Puerto Rico’s Government Development Bank (GDB) is closer to becoming the first government entity with a debt-restructuring plan that will provide relief to towns and also includes a 45 percent cut in bond value, which is a bigger cut than was in last year’s original deal.
Once the Financial Oversight & Management Board (FOMB) certifies its fiscal plan, the deal may be put through “very soon,” with the approval of the U.S. District Court. This week, bondholders also approved a recent amendment that simplified the deal. The sources also said other debt-restructuring deals may be coming through even for entities that are already in Title III bankruptcy under the P.R. Oversight, Management & Economic Stability Act (Promesa).
The GDB’s 2014 loss of its investment-grade rating, the resulting loss of market access and the 2015 decision by the government to default on appropriation debt left the government bank with significant nonperforming assets, limited available liquidity and an inability to repay its debt. The P.R. Fiscal Agency & Financial Advisory Authority (Fafaa) was created to assume the GDB’s role as the government’s fiscal agent after it was decided to wind down the bank’s operations.

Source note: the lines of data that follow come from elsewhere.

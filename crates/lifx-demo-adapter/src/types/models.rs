/*
[INPUT]:  Log records and usage headers from the demo backend
[OUTPUT]: Typed Rust structs with serialization support
[POS]:    Data layer - type definitions for API communication
[UPDATE]: When API schema changes or new types added
*/

use serde::{Deserialize, Serialize};
use serde_json::{Map, Value};

/// Fallback for `requests_remaining` and `daily_limit` when the server omits them
pub const DEFAULT_DAILY_LIMIT: i64 = 100;

/// One server log record.
///
/// Fields other than the four known ones (`output`, `pid`, `logType`, ...)
/// are kept in `extra` so MCP payloads survive a round trip.
#[derive(Debug, Clone, PartialEq, Serialize, Deserialize)]
pub struct LogEntry {
    #[serde(default)]
    pub timestamp: String,
    #[serde(default)]
    pub level: String,
    #[serde(default)]
    pub message: String,
    #[serde(default, skip_serializing_if = "Option::is_none")]
    pub meta: Option<Value>,
    #[serde(flatten)]
    pub extra: Map<String, Value>,
}

impl LogEntry {
    pub fn new(
        timestamp: impl Into<String>,
        level: impl Into<String>,
        message: impl Into<String>,
    ) -> Self {
        Self {
            timestamp: timestamp.into(),
            level: level.into(),
            message: message.into(),
            meta: None,
            extra: Map::new(),
        }
    }

    pub fn with_meta(mut self, meta: Value) -> Self {
        self.meta = Some(meta);
        self
    }

    pub fn with_field(mut self, key: impl Into<String>, value: Value) -> Self {
        self.extra.insert(key.into(), value);
        self
    }

    /// The record as a JSON object, as the server sent it
    pub fn to_value(&self) -> Value {
        let mut object = Map::new();
        object.insert("timestamp".to_string(), Value::String(self.timestamp.clone()));
        object.insert("level".to_string(), Value::String(self.level.clone()));
        object.insert("message".to_string(), Value::String(self.message.clone()));
        if let Some(meta) = &self.meta {
            object.insert("meta".to_string(), meta.clone());
        }
        for (key, value) in &self.extra {
            object.insert(key.clone(), value.clone());
        }
        Value::Object(object)
    }
}

/// Request counters reported by the backend
#[derive(Debug, Clone, Copy, PartialEq, Eq, Serialize, Deserialize)]
pub struct UsageCounters {
    pub used: i64,
    pub remaining: i64,
    pub limit: i64,
}

impl Default for UsageCounters {
    fn default() -> Self {
        Self {
            used: 0,
            remaining: DEFAULT_DAILY_LIMIT,
            limit: DEFAULT_DAILY_LIMIT,
        }
    }
}

impl UsageCounters {
    /// Share of the daily limit already consumed, rounded to a whole percent
    pub fn percentage(&self) -> i64 {
        if self.limit == 0 {
            return 0;
        }
        ((self.used as f64 / self.limit as f64) * 100.0).round() as i64
    }
}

Last year, the GDB reached an agreement with its bondholders and contemplated a bond exchange that broke down into three separate tranches, with a combination of reductions to principal, maturities and coupon value. Tranche A credits had 55 percent face value while offering a 7.5 percent coupon and Tranche B had 60 percent face value while offering a 5.5 percent coupon. Tranche C recovered 75 percent face value while offering a 3.5 percent coupon that started to get paid after tranches A and B were paid off.
That deal was never formalized through a bondholder vote, as required by Promesa for negotiated deals.